> [EXERCISE REQUIREMENTS]
Look below for the line containing "pub mod collaborators;"; from there, print each line exactly up to and including the line containing "pub mod weight;", and stop.

(Stored items)
****************

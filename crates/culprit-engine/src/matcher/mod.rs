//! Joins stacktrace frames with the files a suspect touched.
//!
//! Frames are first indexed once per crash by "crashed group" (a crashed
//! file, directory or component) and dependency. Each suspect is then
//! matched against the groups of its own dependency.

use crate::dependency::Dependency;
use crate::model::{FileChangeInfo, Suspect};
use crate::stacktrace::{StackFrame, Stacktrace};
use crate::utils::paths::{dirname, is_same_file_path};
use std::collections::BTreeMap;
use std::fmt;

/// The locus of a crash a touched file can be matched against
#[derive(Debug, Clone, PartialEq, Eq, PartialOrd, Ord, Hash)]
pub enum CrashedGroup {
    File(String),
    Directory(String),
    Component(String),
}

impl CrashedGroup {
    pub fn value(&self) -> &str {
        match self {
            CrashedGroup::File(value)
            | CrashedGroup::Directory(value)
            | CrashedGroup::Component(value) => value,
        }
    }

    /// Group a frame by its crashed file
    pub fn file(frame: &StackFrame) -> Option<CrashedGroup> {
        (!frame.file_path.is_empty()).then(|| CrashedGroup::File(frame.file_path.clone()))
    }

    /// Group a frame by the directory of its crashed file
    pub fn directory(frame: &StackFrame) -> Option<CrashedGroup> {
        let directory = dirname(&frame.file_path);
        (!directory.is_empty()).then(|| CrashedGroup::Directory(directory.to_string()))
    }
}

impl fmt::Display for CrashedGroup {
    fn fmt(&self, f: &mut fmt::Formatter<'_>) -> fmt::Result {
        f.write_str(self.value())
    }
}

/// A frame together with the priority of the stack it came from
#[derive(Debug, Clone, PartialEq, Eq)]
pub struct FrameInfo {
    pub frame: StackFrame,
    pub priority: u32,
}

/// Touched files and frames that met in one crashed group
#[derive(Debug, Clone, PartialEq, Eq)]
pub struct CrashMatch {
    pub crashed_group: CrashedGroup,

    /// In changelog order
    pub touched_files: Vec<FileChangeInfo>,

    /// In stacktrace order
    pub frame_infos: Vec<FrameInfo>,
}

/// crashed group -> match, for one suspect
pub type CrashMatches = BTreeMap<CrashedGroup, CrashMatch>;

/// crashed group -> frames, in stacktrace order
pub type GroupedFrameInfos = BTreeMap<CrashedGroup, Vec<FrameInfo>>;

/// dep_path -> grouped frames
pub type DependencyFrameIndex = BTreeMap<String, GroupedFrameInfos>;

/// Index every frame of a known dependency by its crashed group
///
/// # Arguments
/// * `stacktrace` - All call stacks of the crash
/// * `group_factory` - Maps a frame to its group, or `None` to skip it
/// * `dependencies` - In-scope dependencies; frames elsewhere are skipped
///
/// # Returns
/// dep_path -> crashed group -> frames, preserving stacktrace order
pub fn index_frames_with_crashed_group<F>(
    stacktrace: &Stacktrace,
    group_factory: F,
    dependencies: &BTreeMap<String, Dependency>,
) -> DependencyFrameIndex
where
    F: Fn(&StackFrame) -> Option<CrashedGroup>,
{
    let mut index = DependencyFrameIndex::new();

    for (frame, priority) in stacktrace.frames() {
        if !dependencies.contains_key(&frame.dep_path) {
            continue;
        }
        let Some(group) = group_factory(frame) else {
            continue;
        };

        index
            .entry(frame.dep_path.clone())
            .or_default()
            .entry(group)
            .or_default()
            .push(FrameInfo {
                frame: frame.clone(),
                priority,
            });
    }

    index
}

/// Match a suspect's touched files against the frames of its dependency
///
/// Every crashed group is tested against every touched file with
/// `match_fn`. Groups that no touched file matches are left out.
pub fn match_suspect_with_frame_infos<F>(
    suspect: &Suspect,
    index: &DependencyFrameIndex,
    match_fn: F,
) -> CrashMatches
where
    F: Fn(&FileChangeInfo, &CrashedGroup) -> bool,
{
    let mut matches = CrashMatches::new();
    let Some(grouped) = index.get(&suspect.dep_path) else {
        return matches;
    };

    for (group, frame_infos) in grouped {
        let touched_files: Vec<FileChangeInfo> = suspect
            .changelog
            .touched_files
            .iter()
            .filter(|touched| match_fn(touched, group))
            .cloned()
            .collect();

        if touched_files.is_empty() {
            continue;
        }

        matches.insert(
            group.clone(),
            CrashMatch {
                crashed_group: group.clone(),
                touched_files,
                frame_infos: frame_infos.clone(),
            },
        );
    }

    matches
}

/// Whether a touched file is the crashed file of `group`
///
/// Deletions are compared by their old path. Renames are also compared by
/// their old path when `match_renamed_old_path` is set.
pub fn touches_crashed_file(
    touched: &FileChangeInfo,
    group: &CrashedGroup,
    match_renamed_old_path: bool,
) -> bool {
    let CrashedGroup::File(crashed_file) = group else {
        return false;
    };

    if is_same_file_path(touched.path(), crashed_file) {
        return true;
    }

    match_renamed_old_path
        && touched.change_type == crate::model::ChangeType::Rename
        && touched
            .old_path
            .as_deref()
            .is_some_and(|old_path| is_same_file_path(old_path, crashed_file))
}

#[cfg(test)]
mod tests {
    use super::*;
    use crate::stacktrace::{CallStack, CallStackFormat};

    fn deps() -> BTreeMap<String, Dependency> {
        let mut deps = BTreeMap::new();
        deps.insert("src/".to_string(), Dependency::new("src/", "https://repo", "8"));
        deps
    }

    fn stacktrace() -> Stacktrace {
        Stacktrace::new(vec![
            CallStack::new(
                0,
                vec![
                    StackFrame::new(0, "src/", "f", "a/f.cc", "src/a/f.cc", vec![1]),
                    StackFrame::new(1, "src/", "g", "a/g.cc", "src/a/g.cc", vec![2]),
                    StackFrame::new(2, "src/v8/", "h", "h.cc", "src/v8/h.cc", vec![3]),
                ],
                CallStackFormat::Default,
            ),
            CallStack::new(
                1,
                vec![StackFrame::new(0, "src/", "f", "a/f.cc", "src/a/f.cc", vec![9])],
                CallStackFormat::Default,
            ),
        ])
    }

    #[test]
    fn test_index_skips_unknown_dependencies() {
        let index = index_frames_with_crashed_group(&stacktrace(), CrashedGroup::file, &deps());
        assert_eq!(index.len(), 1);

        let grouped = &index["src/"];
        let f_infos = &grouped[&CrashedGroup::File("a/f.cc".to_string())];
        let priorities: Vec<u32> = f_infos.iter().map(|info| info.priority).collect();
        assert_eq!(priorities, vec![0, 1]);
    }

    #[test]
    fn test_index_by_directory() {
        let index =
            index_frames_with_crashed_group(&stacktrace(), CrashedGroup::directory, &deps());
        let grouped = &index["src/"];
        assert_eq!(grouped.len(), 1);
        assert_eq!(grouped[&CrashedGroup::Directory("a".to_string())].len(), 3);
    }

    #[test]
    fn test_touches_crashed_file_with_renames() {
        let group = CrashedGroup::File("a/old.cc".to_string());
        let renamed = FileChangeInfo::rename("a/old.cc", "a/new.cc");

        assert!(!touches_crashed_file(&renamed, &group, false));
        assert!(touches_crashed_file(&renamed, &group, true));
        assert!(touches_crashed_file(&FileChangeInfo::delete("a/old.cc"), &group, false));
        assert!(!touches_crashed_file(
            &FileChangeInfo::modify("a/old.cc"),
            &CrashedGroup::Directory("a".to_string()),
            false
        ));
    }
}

****************

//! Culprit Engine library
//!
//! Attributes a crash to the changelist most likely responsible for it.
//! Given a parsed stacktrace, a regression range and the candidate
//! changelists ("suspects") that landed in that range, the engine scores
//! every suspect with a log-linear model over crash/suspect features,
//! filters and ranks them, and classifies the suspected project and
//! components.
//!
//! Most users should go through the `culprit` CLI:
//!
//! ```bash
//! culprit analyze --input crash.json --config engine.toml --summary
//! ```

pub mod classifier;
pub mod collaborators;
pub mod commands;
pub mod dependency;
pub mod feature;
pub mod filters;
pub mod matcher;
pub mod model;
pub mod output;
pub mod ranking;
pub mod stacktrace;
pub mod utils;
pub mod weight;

****************

> [RESPONSE]
pub mod collaborators;
pub mod commands;
pub mod dependency;
pub mod feature;
pub mod filters;
pub mod matcher;
pub mod model;
pub mod output;
pub mod ranking;
pub mod stacktrace;
pub mod utils;
pub mod weight;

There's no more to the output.